Days of Blood and Fire - Katharine Kerr [125]
“Then what?” Garin snapped. “You’ll be able to count your gemstones in the Otherworld rather than paying them over here? But truly, I suppose you’re right enough about getting that postponement. With a life debt to be paid, and a geas laid on by a dweomermaster as well, the judges might listen to reason.”
As they walked on, Rhodry noticed a group of figures down by the river near the cliffs. They were kneeling on the bank, and all round them on the grass, like pale flowers clothing lay spread out to dry. Women doing laundry, he assumed, but he was surprised to find that while they were washing clothes, all right, the launderers were all young men and boys. When they recognized Garin, they rose and came running, damp and soapy as they were, to cluster round the leader and all talk at once in Dwarvish. Otho tossed Mic the mule’s lead rope and hurried over to join them. Since Rhodry was part elven and the son of a bard as well, he had a good ear for languages; he’d already picked up a word or two of Dwarvish merely from listening to his companions on this journey.
“While I’m here?” he said to Mic. “I should try to learn somewhat of your speech. Think I could find someone with the leisure to teach me?”
“I doubt that.” Mic turned guarded; looking away. “Um, well, it’s not likely.”
“Oh. Is it against your people’s custom to teach others your tongue?”
“Couldn’t say.” Mic began studying the grass. “You might ask Garin.”
Rhodry let the subject drop. He was remembering Otho’s remark, “everybody hates you,” and he wondered if the dwarven folk had left some splendid city behind when the invasions forced them to build Lin Serr. He became aware, too, that the men clustered round Garin and Otho kept turning to look at him, blank-eyed, carefully neutral, never offensive, but never friendly, either. Garin seemed to be making hard points, stabbing the air with one finger while he spoke.
“He’s telling them how you saved Uncle Otho,” Mic said. “And that you’re our guest. That means a lot, you see.”
“No doubt. Here, if they don’t want me inside, the mule and I can just camp out here.”
Mic grinned and called that information out to Garin, who nodded to acknowledge he’d heard and went on talking.
“You’ll never get that mule up those stairs, anyway,” Rhodry said.
“True enough. We’d have to tether him out here till I get the chance to sell him for Uncle Otho.” Mic waved vaguely to the north and beyond the cliff tops. “Some of our people are farmers, of course, out on the plateau.”

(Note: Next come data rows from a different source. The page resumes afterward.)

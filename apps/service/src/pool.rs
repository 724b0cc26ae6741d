use deadpool::managed::{self, Pool, RecycleResult};
use libsql::{Connection, Database, Error as LibsqlError};

pub struct LibsqlManager {
    database: Database,
}

impl LibsqlManager {
    pub fn new(database: Database) -> Self {
        Self { database }
    }
}

impl managed::Manager for LibsqlManager {
    type Type = Connection;
    type Error = LibsqlError;

    async fn create(&self) -> Result<Self::Type, Self::Error> {
        let conn = self.database.connect()?;
        // Concurrent target cycles write through separate connections
        conn.busy_timeout(std::time::Duration::from_secs(5))?;
        Ok(conn)
    }

    async fn recycle(&self, conn: &mut Self::Type, _: &managed::Metrics) -> RecycleResult<Self::Error> {
        conn.query("SELECT 1", ()).await?.next().await?.ok_or(LibsqlError::QueryReturnedNoRows)?;
        Ok(())
    }
}

pub type LibsqlPool = Pool<LibsqlManager>;

/// Open a local database file and wrap it in a connection pool
pub async fn open_pool(path: &str, max_size: usize) -> anyhow::Result<LibsqlPool> {
    let database = libsql::Builder::new_local(path).build().await?;
    let pool = Pool::builder(LibsqlManager::new(database)).max_size(max_size.max(1)).build()?;
    Ok(pool)
}
use async_trait::async_trait;

use crate::error::NotifyError;
use crate::scan::MonitoredTarget;
use crate::transition::{Transition, TransitionKind};

pub mod log;
pub mod webhook;

pub use log::LogNotifier;
pub use webhook::WebhookNotifier;

/// A channel that tells a target's owner about a transition.
/// [`LogNotifier`] writes the event to the log and [`WebhookNotifier`]
/// POSTs it as JSON.
#[async_trait]
pub trait Notifier: Send + Sync {
    /// Deliver one event.
    ///
    /// # Arguments
    ///
    /// * `owner` - Reference to the user that owns the target.
    /// * `kind` - Which way the target flipped.
    /// * `target` - The target that flipped.
    async fn send(&self, owner: &str, kind: TransitionKind, target: &MonitoredTarget) -> Result<(), NotifyError>;
}

/// Send the notification for a detected transition to the target's owner
pub async fn notify(
    notifier: &dyn Notifier,
    target: &MonitoredTarget,
    transition: &Transition,
) -> Result<(), NotifyError> {
    notifier.send(&target.owner, transition.kind, target).await
}

/// Human readable line describing the event
pub fn message(kind: TransitionKind, target: &MonitoredTarget) -> String {
    match kind {
        TransitionKind::Down => format!("{} is down", target.url),
        TransitionKind::BackUp => format!("{} is back up", target.url),
    }
}
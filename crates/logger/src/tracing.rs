use std::env::var;

use tracing::{level_filters::LevelFilter, warn};
use tracing_subscriber::{Layer, filter::EnvFilter, layer::SubscriberExt, util::SubscriberInitExt};

/// Output format selected through `RUST_LOG_FORMAT`
#[derive(Debug, Clone, Copy, PartialEq, Eq, Default)]
pub enum LogFormat {
    #[default]
    Compact,
    Json,
}

impl LogFormat {
    fn from_env() -> Self {
        match var("RUST_LOG_FORMAT") {
            Ok(format) => Self::parse(&format),
            Err(_) => Self::default(),
        }
    }

    pub fn parse(value: &str) -> Self {
        match value.trim().to_ascii_lowercase().as_str() {
            "json" => Self::Json,
            _ => Self::Compact,
        }
    }
}

pub fn init() {
    init_with_level(LevelFilter::INFO);
}

/// Install the global subscriber; `RUST_LOG` overrides `level`.
///
/// Calling this twice keeps the first subscriber and logs a warning.
pub fn init_with_level(level: LevelFilter) {
    let env_filter = EnvFilter::builder().with_default_directive(level.into()).from_env_lossy();

    let log_layer = match LogFormat::from_env() {
        LogFormat::Json => tracing_subscriber::fmt::layer().json().with_filter(env_filter).boxed(),
        LogFormat::Compact => tracing_subscriber::fmt::layer()
            .compact()
            .with_target(false)
            .with_filter(env_filter)
            .boxed(),
    };

    if let Err(error) = tracing_subscriber::registry().with(log_layer).try_init() {
        warn!("Tracing subscriber already installed: {error}");
    }
}
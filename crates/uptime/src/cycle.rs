//! One check cycle: probe, classify, persist, detect, notify, report.
//!
//! Steps for a target run strictly in order. Cycles for different targets
//! share nothing but the scan store and may run in parallel.

use std::fmt;
use std::sync::Arc;
use std::time::Duration;

use tokio::time::timeout;
use tracing::{debug, info, warn};

use crate::classifier::classify;
use crate::error::{CycleError, NotifyError, ReportError};
use crate::notifier::{self, Notifier};
use crate::probe::Prober;
use crate::report::ReportCache;
use crate::scan::{MonitoredTarget, ScanResult};
use crate::store::ScanStore;
use crate::transition::{TransitionKind, detect_transition};

/// Where a cycle currently is
#[derive(Debug, Clone, Copy, PartialEq, Eq)]
pub enum CycleState {
    Probing,
    Classifying,
    Persisted,
    TransitionCheck,
    Notifying,
    CacheInvalidated,
}

impl fmt::Display for CycleState {
    fn fmt(&self, f: &mut fmt::Formatter<'_>) -> fmt::Result {
        let name = match self {
            CycleState::Probing => "probing",
            CycleState::Classifying => "classifying",
            CycleState::Persisted => "persisted",
            CycleState::TransitionCheck => "transition_check",
            CycleState::Notifying => "notifying",
            CycleState::CacheInvalidated => "cache_invalidated",
        };
        f.write_str(name)
    }
}

/// What a finished cycle produced
#[derive(Debug, Clone, PartialEq, Eq)]
pub struct CycleOutcome {
    /// The persisted scan
    pub scan: ScanResult,
    pub transition: Option<TransitionKind>,
    /// Whether the notifier accepted the event; false when nothing was sent
    pub notified: bool,
    pub report_regenerated: bool,
}

/// Upper bound for the notify and report steps of a cycle
pub const DEFAULT_STEP_TIMEOUT: Duration = Duration::from_secs(30);

/// Runs check cycles against shared collaborators
#[derive(Clone)]
pub struct CheckCycle {
    prober: Arc<dyn Prober>,
    store: Arc<dyn ScanStore>,
    notifier: Arc<dyn Notifier>,
    reports: Arc<dyn ReportCache>,
    step_timeout: Duration,
}

impl CheckCycle {
    pub fn new(
        prober: Arc<dyn Prober>,
        store: Arc<dyn ScanStore>,
        notifier: Arc<dyn Notifier>,
        reports: Arc<dyn ReportCache>,
    ) -> Self {
        Self { prober, store, notifier, reports, step_timeout: DEFAULT_STEP_TIMEOUT }
    }

    /// Give up on a notification or report regeneration after `step_timeout`
    pub fn with_step_timeout(mut self, step_timeout: Duration) -> Self {
        self.step_timeout = step_timeout;
        self
    }

    /// Run one cycle for `target`.
    ///
    /// Only a persistence failure is returned as an error. Notification and
    /// report failures, including running past the step timeout, are logged
    /// and reflected in the outcome.
    pub async fn run(&self, target: &MonitoredTarget) -> Result<CycleOutcome, CycleError> {
        trace_state(target, CycleState::Probing);
        let raw = self.prober.probe(target).await;

        trace_state(target, CycleState::Classifying);
        let scan = classify(target, &raw);

        let scan = self
            .store
            .append(target, scan)
            .await
            .map_err(|source| CycleError::Persistence { target: target.id.clone(), source })?;
        trace_state(target, CycleState::Persisted);
        debug!(
            target_id = %target.id,
            was_online = scan.was_online,
            response_time_ms = scan.response_time_ms,
            "Scan recorded: {}",
            scan.response_status
        );

        trace_state(target, CycleState::TransitionCheck);
        let transition = match detect_transition(self.store.as_ref(), target).await {
            Ok(transition) => transition,
            Err(error) => {
                warn!(target_id = %target.id, "Skipping transition check: {error}");
                None
            }
        };

        let mut notified = false;
        if let Some(transition) = &transition {
            trace_state(target, CycleState::Notifying);
            info!(target_id = %target.id, event = %transition.kind, "Target changed state");

            let sent = timeout(self.step_timeout, notifier::notify(self.notifier.as_ref(), target, transition))
                .await
                .unwrap_or(Err(NotifyError::TimedOut(self.step_timeout)));
            match sent {
                Ok(()) => notified = true,
                Err(error) => warn!(
                    target_id = %target.id,
                    owner = %target.owner,
                    "Failed to notify owner: {error}"
                ),
            }
        }

        let regenerated = timeout(self.step_timeout, self.reports.force_regenerate(target))
            .await
            .unwrap_or(Err(ReportError::TimedOut(self.step_timeout)));
        let report_regenerated = match regenerated {
            Ok(()) => true,
            Err(error) => {
                warn!(target_id = %target.id, "Failed to regenerate uptime report: {error}");
                false
            }
        };
        trace_state(target, CycleState::CacheInvalidated);

        Ok(CycleOutcome {
            scan,
            transition: transition.map(|transition| transition.kind),
            notified,
            report_regenerated,
        })
    }
}

fn trace_state(target: &MonitoredTarget, state: CycleState) {
    debug!(target_id = %target.id, %state, "Check cycle step");
}
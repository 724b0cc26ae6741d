/// Persistent scan storage
///
/// libsql (SQLite) tables behind the core's `ScanStore` trait.

pub mod migrations;
pub mod store;

pub use store::LibsqlScanStore;

use anyhow::Result;

/// Initialize database with schema
pub async fn initialize_database(conn: &libsql::Connection) -> Result<()> {
    migrations::run_migrations(conn).await
}
mod config;
mod database;
mod monitoring;
mod pool;
mod validation;

use std::path::PathBuf;
use std::sync::Arc;
use std::time::Duration;

use anyhow::{Context, Result};
use clap::Parser;
use uptime::{
    CheckCycle, HttpProber, InMemoryReportCache, LogNotifier, Notifier, ScanStore, WebhookNotifier,
};

use config::{Channel, Config};
use database::LibsqlScanStore;
use monitoring::{MonitoringScheduler, ScheduledTarget};

/// Website uptime monitor
#[derive(Debug, Parser)]
#[command(version, about)]
struct Cli {
    /// Path to the TOML config file
    #[arg(short, long)]
    config: Option<PathBuf>,

    /// Print the effective configuration and exit
    #[arg(long)]
    print_config: bool,

    /// Run one check cycle for every target and exit
    #[arg(long)]
    once: bool,
}

fn build_notifier(config: &Config) -> Result<Arc<dyn Notifier>> {
    match config.notifications.channel {
        Channel::Log => Ok(Arc::new(LogNotifier)),
        Channel::Webhook => {
            let url = config
                .notifications
                .webhook_url
                .clone()
                .context("notifications.webhook_url is required for the webhook channel")?;
            Ok(Arc::new(WebhookNotifier::with_timeouts(
                url,
                Duration::from_secs(config.notifications.timeout_seconds),
                Duration::from_secs(config.notifications.connect_timeout_seconds),
            )?))
        }
    }
}

#[tokio::main]
async fn main() -> Result<()> {
    logger::init();
    let cli = Cli::parse();

    let config = Config::from_config(cli.config.as_ref())?;
    if cli.print_config {
        println!("{config}");
        return Ok(());
    }
    validation::validate_config(&config)?;

    let pool = pool::open_pool(&config.database.path, config.scheduler.max_concurrent_checks).await?;
    {
        let conn = pool.get().await?;
        database::initialize_database(&conn).await?;
    }

    let store: Arc<dyn ScanStore> = Arc::new(LibsqlScanStore::new_from_pool(pool));
    let reports = Arc::new(InMemoryReportCache::new(store.clone()));
    let cycle = CheckCycle::new(
        Arc::new(HttpProber::new(&config.probe)?),
        store,
        build_notifier(&config)?,
        reports.clone(),
    )
    .with_step_timeout(Duration::from_secs(config.scheduler.step_timeout_seconds));

    let scheduler = MonitoringScheduler::new(cycle, config.scheduler.max_concurrent_checks);
    let targets = ScheduledTarget::from_config(&config);
    tracing::info!("Monitoring {} target(s)", targets.iter().filter(|t| t.enabled).count());

    if cli.once {
        for (target_id, result) in scheduler.run_once(&targets).await {
            match result {
                Ok(outcome) => {
                    let uptime = reports.get(&target_id).map(|r| r.uptime_percentage).unwrap_or(100.0);
                    println!(
                        "{target_id}: {} [{}] {} ms, uptime {uptime:.2}%",
                        if outcome.scan.was_online { "up" } else { "down" },
                        outcome.scan.response_status,
                        outcome.scan.response_time_ms,
                    );
                }
                Err(e) => println!("{target_id}: check failed: {e}"),
            }
        }
        return Ok(());
    }

    let handles = scheduler.schedule_targets(targets);

    tokio::signal::ctrl_c().await?;
    tracing::info!("Shutting down");
    for handle in handles {
        handle.abort();
    }

    Ok(())
}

Carved from living rock, the stairs in question zigzagged up the side of the cliff, heading first left, then right, then left again with about twenty stairs to a flight, over and over. Although they weren’t as steep as the flights in Cengarn, they were much longer, leading up to the main entrance, that a good hundred feet above the ground. From where Rhodry stood the stairs seemed to debouch onto a landing under an overhang of raw rock. In the shadows he could just pick out the form of massive doors.
“Rhodry?” Mic said suddenly. “I owe you an apology. You saved my uncle’s life, and here everyone’s treating you like you’re carrying plague.”
“Well, I appreciate it, lad, but don’t vex yourself. I’ve always heard that the Mountain People stick to their own, and now I know they’ve got good reason to. Certainly the fellows down in the inn in Cengarn treated me decently enough.”
“True. It’s easy to be friendly and suchlike in Cengarn or one of the other towns where we know we’re welcome. When you get near home you get protective, like. But I don’t know. Most of the men won’t even go to a human town, anyway. That’s why Garin’s so important. He can get along with anyone.”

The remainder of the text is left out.